From 3ca2971df5aeb8f67a39f5fa2866e68a54fdd9ce Mon Sep 17 00:00:00 2001
From: Dan Lambright <dlambrig@redhat.com>
Date: Thu, 11 Jun 2015 10:50:41 -0400
Subject: [PATCH 54/57] cluster/tier: account for reordered layouts
This is a backport of fix 11092.
> For a tiered volume the cold subvolume is always at a fixed
> position in the graph. DHT's layout array, on the other hand,
> may have the cold subvolume in either the first or second
> index, therefore code cannot make any assumptions. The fix
> searches the layout for the correct position dynamically
> rather than statically.
> The bug manifested itself in NFS, in which a newly attached
> subvolume had not received an existing directory.
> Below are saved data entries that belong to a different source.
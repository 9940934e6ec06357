use std::sync::atomic::{AtomicU64, Ordering::*};

#[derive(Debug, thiserror::Error)]
pub enum OptLockError {
    #[error("Version mismatch")]
    VersionMismatch,

    #[error("Node is write locked")]
    Locked,

    #[error("Node is obsoleted")]
    Obsoleted,
}

use OptLockError::*;

pub type OptResult<T> = Result<T, OptLockError>;

const OBSOLETE_BIT: u64 = 0b01;
const LOCKED_BIT: u64 = 0b10;
const VERSION_STEP: u64 = 0b100;

/// Optimistic lock embedded in a node header.
///
/// The word is `| version: 62 bit | lock: 1 bit | obsolete: 1 bit |`.
/// The lock guards the fields living next to it in the node; readers
/// snapshot the word, read those fields, and revalidate, restarting on
/// any change. `write_unlock` bumps the version as it clears the lock
/// bit, which is what invalidates concurrent readers.
#[derive(Debug)]
pub struct VersionLock {
    word: AtomicU64,
}

fn is_obsoleted(word: u64) -> bool {
    word & OBSOLETE_BIT != 0
}

fn is_locked(word: u64) -> bool {
    word & LOCKED_BIT != 0
}

impl VersionLock {
    pub fn new() -> Self {
        Self {
            word: AtomicU64::new(0),
        }
    }

    /// Observe the current version, signaling restart if a writer holds
    /// the lock or the node has been retired.
    pub fn read_or_restart(&self) -> OptResult<u64> {
        let word = self.word.load(Acquire);
        if is_obsoleted(word) {
            return Err(Obsoleted);
        }
        if is_locked(word) {
            return Err(Locked);
        }
        Ok(word)
    }

    /// Revalidate a previously observed version. Named for the two call
    /// sites: mid-traversal checks and the final read unlock are the
    /// same reload-and-compare.
    pub fn check_or_restart(&self, version: u64) -> OptResult<()> {
        if self.word.load(Acquire) == version {
            Ok(())
        } else {
            Err(VersionMismatch)
        }
    }

    pub fn read_unlock_or_restart(&self, version: u64) -> OptResult<()> {
        self.check_or_restart(version)
    }

    /// Atomically trade an observed version for the write lock.
    pub fn upgrade_or_restart(&self, version: u64) -> OptResult<()> {
        match self
            .word
            .compare_exchange(version, version + LOCKED_BIT, Acquire, Relaxed)
        {
            Ok(_) => Ok(()),
            Err(_) => Err(VersionMismatch),
        }
    }

    pub fn write_lock_or_restart(&self) -> OptResult<()> {
        let version = self.read_or_restart()?;
        self.upgrade_or_restart(version)
    }

    pub fn write_unlock(&self) {
        self.word.fetch_add(LOCKED_BIT, Release);
    }

    /// Release the write lock on a node that has been replaced. Readers
    /// holding a pointer to it will fail their next validation.
    pub fn write_unlock_obsolete(&self) {
        self.word.fetch_add(LOCKED_BIT | OBSOLETE_BIT, Release);
    }

    /// Raw peek used by the transactional path, which has no use for a
    /// version snapshot: any locked or obsolete node aborts the
    /// transaction outright.
    pub fn is_locked_or_obsolete(&self) -> bool {
        self.word.load(Acquire) & (LOCKED_BIT | OBSOLETE_BIT) != 0
    }

    /// Advance the version without taking the lock. Only meaningful
    /// inside a hardware transaction, where the commit makes the store
    /// atomic with the mutation it publishes.
    pub fn bump(&self) {
        let word = self.word.load(Relaxed);
        self.word.store(word + VERSION_STEP, Release);
    }
}

impl Default for VersionLock {
    fn default() -> Self {
        Self::new()
    }
}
This case
> is a "stale entry" and marked as such in the layout for
> that directory. The code did not see this, because it
> looked at the wrong index in the layout array.
> The fix also adds the check for decomissioned bricks, and
> fixes a problem in detach tier related to starting the
> rebalance process: we never received the right defrag
> command and it did not get directed to the tier translator.
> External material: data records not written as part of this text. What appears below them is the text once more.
use std::{
    marker::PhantomData,
    ptr::NonNull,
    sync::atomic::{AtomicPtr, Ordering::*},
};

use crossbeam::{
    epoch::{self, Guard},
    utils::Backoff,
};

use crate::{
    index::OrderedIndex,
    lock::{OptLockError, OptResult},
    node::{erase, free_subtree, make_root, subtree_height, Header, Inner, Leaf, NodeKind, NodeRef},
};

/// Optimistic lock coupling: readers validate a per-node version across
/// traversal steps and restart on conflict; writers take per-node write
/// locks only for the leaf they mutate or the pair of nodes involved in
/// a split. Readers never block writers and writers never block
/// readers.
pub struct OlcTree<K, V>
where
    K: Ord + Copy,
    V: Copy,
{
    root: AtomicPtr<Header>,
    _marker: PhantomData<(K, V)>,
}

unsafe impl<K: Ord + Copy + Send, V: Copy + Send> Send for OlcTree<K, V> {}
unsafe impl<K: Ord + Copy + Send + Sync, V: Copy + Send + Sync> Sync for OlcTree<K, V> {}

impl<K, V> OlcTree<K, V>
where
    K: Ord + Copy,
    V: Copy,
{
    pub fn new() -> Self {
        Self {
            root: AtomicPtr::new(erase(Leaf::<K, V>::boxed()).as_ptr()),
            _marker: PhantomData,
        }
    }

    pub fn insert(&self, key: K, value: V) {
        let guard = epoch::pin();
        let backoff = Backoff::new();
        loop {
            match unsafe { self.try_insert(key, value, &guard) } {
                Ok(()) => return,
                Err(_) => backoff.spin(),
            }
        }
    }

    /// One lock-coupled descent. Any conflict or structural change
    /// surfaces as `Err`; every lock taken in this attempt is released
    /// before it returns.
    unsafe fn try_insert(&self, key: K, value: V, _guard: &Guard) -> OptResult<()> {
        let root_ptr = self.root.load(Acquire);
        let mut node = NonNull::new_unchecked(root_ptr);
        let mut version = node.as_ref().lock.read_or_restart()?;
        if self.root.load(Acquire) != root_ptr {
            // the root was split away between the load and the version
            // observation
            return Err(OptLockError::VersionMismatch);
        }
        let mut parent: Option<(NodeRef, u64)> = None;

        while node.as_ref().kind() == NodeKind::Inner {
            let inner = node.cast::<Inner<K>>();

            if inner.as_ref().is_full() {
                return self.split_and_restart(node, version, parent);
            }

            if let Some((p, pv)) = parent {
                p.as_ref().lock.read_unlock_or_restart(pv)?;
            }
            let pos = inner.as_ref().lower_bound(&key);
            let child = inner.as_ref().child_at(pos);
            // the children array may have been shuffled while we read
            // the pointer; revalidate before trusting it
            node.as_ref().lock.check_or_restart(version)?;
            let child_version = child.as_ref().lock.read_or_restart()?;

            parent = Some((node, version));
            node = child;
            version = child_version;
        }

        let mut leaf = node.cast::<Leaf<K, V>>();
        if leaf.as_ref().is_full() {
            return self.split_and_restart(node, version, parent);
        }

        node.as_ref().lock.upgrade_or_restart(version)?;
        if let Some((p, pv)) = parent {
            if let Err(e) = p.as_ref().lock.read_unlock_or_restart(pv) {
                node.as_ref().lock.write_unlock();
                return Err(e);
            }
        }
        leaf.as_mut().insert(key, value);
        node.as_ref().lock.write_unlock();
        Ok(())
    }

    /// Preemptive split of the full node met on the descent: write-lock
    /// the parent (if any), then the node, perform exactly one
    /// structural change, and force a fresh walk. Thanks to the
    /// preemptive policy the parent always has room for the separator,
    /// so splits never cascade within one descent.
    unsafe fn split_and_restart(
        &self,
        node: NodeRef,
        version: u64,
        parent: Option<(NodeRef, u64)>,
    ) -> OptResult<()> {
        if let Some((p, pv)) = parent {
            p.as_ref().lock.upgrade_or_restart(pv)?;
        }
        if let Err(e) = node.as_ref().lock.upgrade_or_restart(version) {
            if let Some((p, _)) = parent {
                p.as_ref().lock.write_unlock();
            }
            return Err(e);
        }
        if parent.is_none() && self.root.load(Acquire) != node.as_ptr() {
            // someone put a new root above this node already
            node.as_ref().lock.write_unlock();
            return Err(OptLockError::VersionMismatch);
        }

        let (sep, right) = match node.as_ref().kind() {
            NodeKind::Inner => {
                let mut inner = node.cast::<Inner<K>>();
                let (sep, right) = inner.as_mut().split();
                (sep, erase(right))
            }
            NodeKind::Leaf => {
                let mut leaf = node.cast::<Leaf<K, V>>();
                let (sep, right) = leaf.as_mut().split();
                (sep, erase(right))
            }
        };
        match parent {
            Some((p, _)) => {
                let mut parent_inner = p.cast::<Inner<K>>();
                parent_inner.as_mut().insert(sep, right);
            }
            None => {
                self.root.store(make_root(sep, node, right).as_ptr(), Release);
            }
        }
        node.as_ref().lock.write_unlock();
        if let Some((p, _)) = parent {
            p.as_ref().lock.write_unlock();
        }
        Err(OptLockError::VersionMismatch)
    }

    pub fn get(&self, key: K) -> Option<V> {
        let guard = epoch::pin();
        let backoff = Backoff::new();
        loop {
            match unsafe { self.try_get(&key, &guard) } {
                Ok(result) => return result,
                Err(_) => backoff.spin(),
            }
        }
    }

    unsafe fn try_get(&self, key: &K, _guard: &Guard) -> OptResult<Option<V>> {
        let root_ptr = self.root.load(Acquire);
        let mut node = NonNull::new_unchecked(root_ptr);
        let mut version = node.as_ref().lock.read_or_restart()?;
        if self.root.load(Acquire) != root_ptr {
            return Err(OptLockError::VersionMismatch);
        }
        let mut parent: Option<(NodeRef, u64)> = None;

        while node.as_ref().kind() == NodeKind::Inner {
            let inner = node.cast::<Inner<K>>();

            if let Some((p, pv)) = parent {
                p.as_ref().lock.read_unlock_or_restart(pv)?;
            }
            let pos = inner.as_ref().lower_bound(key);
            let child = inner.as_ref().child_at(pos);
            node.as_ref().lock.check_or_restart(version)?;
            let child_version = child.as_ref().lock.read_or_restart()?;

            parent = Some((node, version));
            node = child;
            version = child_version;
        }

        let result = node.cast::<Leaf<K, V>>().as_ref().get(key);
        if let Some((p, pv)) = parent {
            p.as_ref().lock.read_unlock_or_restart(pv)?;
        }
        node.as_ref().lock.read_unlock_or_restart(version)?;
        Ok(result)
    }

    pub fn lookup(&self, key: K, out: &mut V) -> bool {
        match self.get(key) {
            Some(value) => {
                *out = value;
                true
            }
            None => false,
        }
    }

    pub fn check_tree(&self) -> bool {
        unsafe {
            let root = NonNull::new_unchecked(self.root.load(Acquire));
            subtree_height::<K>(root).is_some()
        }
    }

    /// Swap in a fresh empty leaf and retire the whole old tree. The
    /// old root is marked obsolete so optimistic readers restart; the
    /// nodes are freed once no pinned reader can still observe them.
    pub fn clear(&self) {
        let guard = epoch::pin();
        let backoff = Backoff::new();
        loop {
            let root_ptr = self.root.load(Acquire);
            let node = unsafe { NonNull::new_unchecked(root_ptr) };
            if unsafe { node.as_ref() }.lock.write_lock_or_restart().is_err() {
                backoff.spin();
                continue;
            }
            if self.root.load(Acquire) != root_ptr {
                unsafe { node.as_ref() }.lock.write_unlock();
                backoff.spin();
                continue;
            }

            self.root
                .store(erase(Leaf::<K, V>::boxed()).as_ptr(), Release);
            unsafe {
                node.as_ref().lock.write_unlock_obsolete();
                guard.defer_unchecked(move || free_subtree::<K, V>(node));
            }
            return;
        }
    }
}

impl<K, V> Default for OlcTree<K, V>
where
    K: Ord + Copy,
    V: Copy,
{
    fn default() -> Self {
        Self::new()
    }
}

impl<K, V> Drop for OlcTree<K, V>
where
    K: Ord + Copy,
    V: Copy,
{
    fn drop(&mut self) {
        unsafe {
            let root = NonNull::new_unchecked(*self.root.get_mut());
            free_subtree::<K, V>(root);
        }
    }
}

impl<K, V> OrderedIndex<K, V> for OlcTree<K, V>
where
    K: Ord + Copy,
    V: Copy,
{
    fn insert(&self, key: K, value: V) {
        OlcTree::insert(self, key, value);
    }

    fn lookup(&self, key: K, out: &mut V) -> bool {
        OlcTree::lookup(self, key, out)
    }

    fn check_tree(&self) -> bool {
        OlcTree::check_tree(self)
    }

    fn clear(&self) {
        OlcTree::clear(self);
    }
}

#[cfg(test)]
mod tests {
    use std::{sync::Arc, thread};

    use itertools::Itertools;
    use rand::{rngs::StdRng, seq::SliceRandom, SeedableRng};

    use super::OlcTree;

    #[test]
    fn smoke() {
        let tree = OlcTree::new();
        for (key, value) in [(10, 100), (20, 200), (30, 300), (40, 400), (50, 500), (60, 600)] {
            tree.insert(key, value);
        }

        for (key, value) in [(10, 100), (20, 200), (30, 300), (40, 400), (50, 500), (60, 600)] {
            let mut out = 0;
            assert!(tree.lookup(key, &mut out));
            assert_eq!(out, value);
        }
        assert!(tree.check_tree());
    }

    #[test]
    fn upsert_overwrites() {
        let tree = OlcTree::new();
        tree.insert(7, 1);
        tree.insert(7, 2);
        tree.insert(7, 3);

        assert_eq!(tree.get(7), Some(3));
        assert_eq!(tree.get(8), None);
    }

    #[test]
    fn random_permutation_splits() {
        let mut keys = (0..1000_i64).collect_vec();
        keys.shuffle(&mut StdRng::seed_from_u64(0xa11ce));

        let tree = OlcTree::new();
        for &key in keys.iter() {
            tree.insert(key, key + 1);
        }

        assert!(tree.check_tree());
        for &key in keys.iter() {
            assert_eq!(tree.get(key), Some(key + 1));
        }
    }

    #[test]
    fn disjoint_ranges_across_threads() {
        const THREADS: i64 = 8;
        const PER_THREAD: i64 = 5000;

        let tree = Arc::new(OlcTree::new());

        let handles = (0..THREADS)
            .map(|t| {
                let tree = tree.clone();
                thread::spawn(move || {
                    for key in t * PER_THREAD..(t + 1) * PER_THREAD {
                        tree.insert(key, key * 2);
                    }
                })
            })
            .collect_vec();
        for handle in handles {
            handle.join().unwrap();
        }

        assert!(tree.check_tree());
        let handles = (0..THREADS)
            .map(|t| {
                let tree = tree.clone();
                thread::spawn(move || {
                    for key in t * PER_THREAD..(t + 1) * PER_THREAD {
                        assert_eq!(tree.get(key), Some(key * 2));
                    }
                })
            })
            .collect_vec();
        for handle in handles {
            handle.join().unwrap();
        }
    }

    #[test]
    fn readers_run_against_writers() {
        const THREADS: i64 = 4;
        const PER_THREAD: i64 = 4000;

        let tree = Arc::new(OlcTree::new());

        let handles = (0..THREADS)
            .map(|t| {
                let tree = tree.clone();
                thread::spawn(move || {
                    for key in t * PER_THREAD..(t + 1) * PER_THREAD {
                        tree.insert(key, key);
                        // immediately read back our own write while the
                        // other threads keep splitting nodes under us
                        assert_eq!(tree.get(key), Some(key));
                    }
                })
            })
            .collect_vec();
        for handle in handles {
            handle.join().unwrap();
        }

        assert!(tree.check_tree());
    }

    #[test]
    fn clear_resets_to_empty() {
        let tree = OlcTree::new();
        for key in 0..10_000_i64 {
            tree.insert(key, key);
        }
        tree.clear();

        assert!(tree.check_tree());
        assert_eq!(tree.get(42), None);
        tree.insert(42, 1);
        assert_eq!(tree.get(42), Some(1));
    }
}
> Change-Id: I77cdf9fbb0a777640c98003188565a79be9d0b56
> BUG: 1214289
> Signed-off-by: Dan Lambright <dlambrig@redhat.com>
> Signed-off-by: Dan Lambright <dlambrig@redhat.com>
Change-Id: I402105623c8fe0af416c4b7e22ed77f1b95d9847
BUG: 1228643
Signed-off-by: Dan Lambright <dlambrig@redhat.com>
Reviewed-on: https://code.engineering.redhat.com/gerrit/50560
Tested-by: Joseph Fernandes <josferna@redhat.com>
Reviewed-by: Joseph Fernandes <josferna@redhat.com>
Reviewed-by: Shyam Ranganathan <srangana@redhat.com>
---
xlators/cluster/dht/src/dht-common.c | 3 +-
xlators/cluster/dht/src/tier.c | 43 ++++++++++++++++-------
xlators/mgmt/glusterd/src/glusterd-brick-ops.c | 6 +++-
3 files changed, 37 insertions(+), 15 deletions(-)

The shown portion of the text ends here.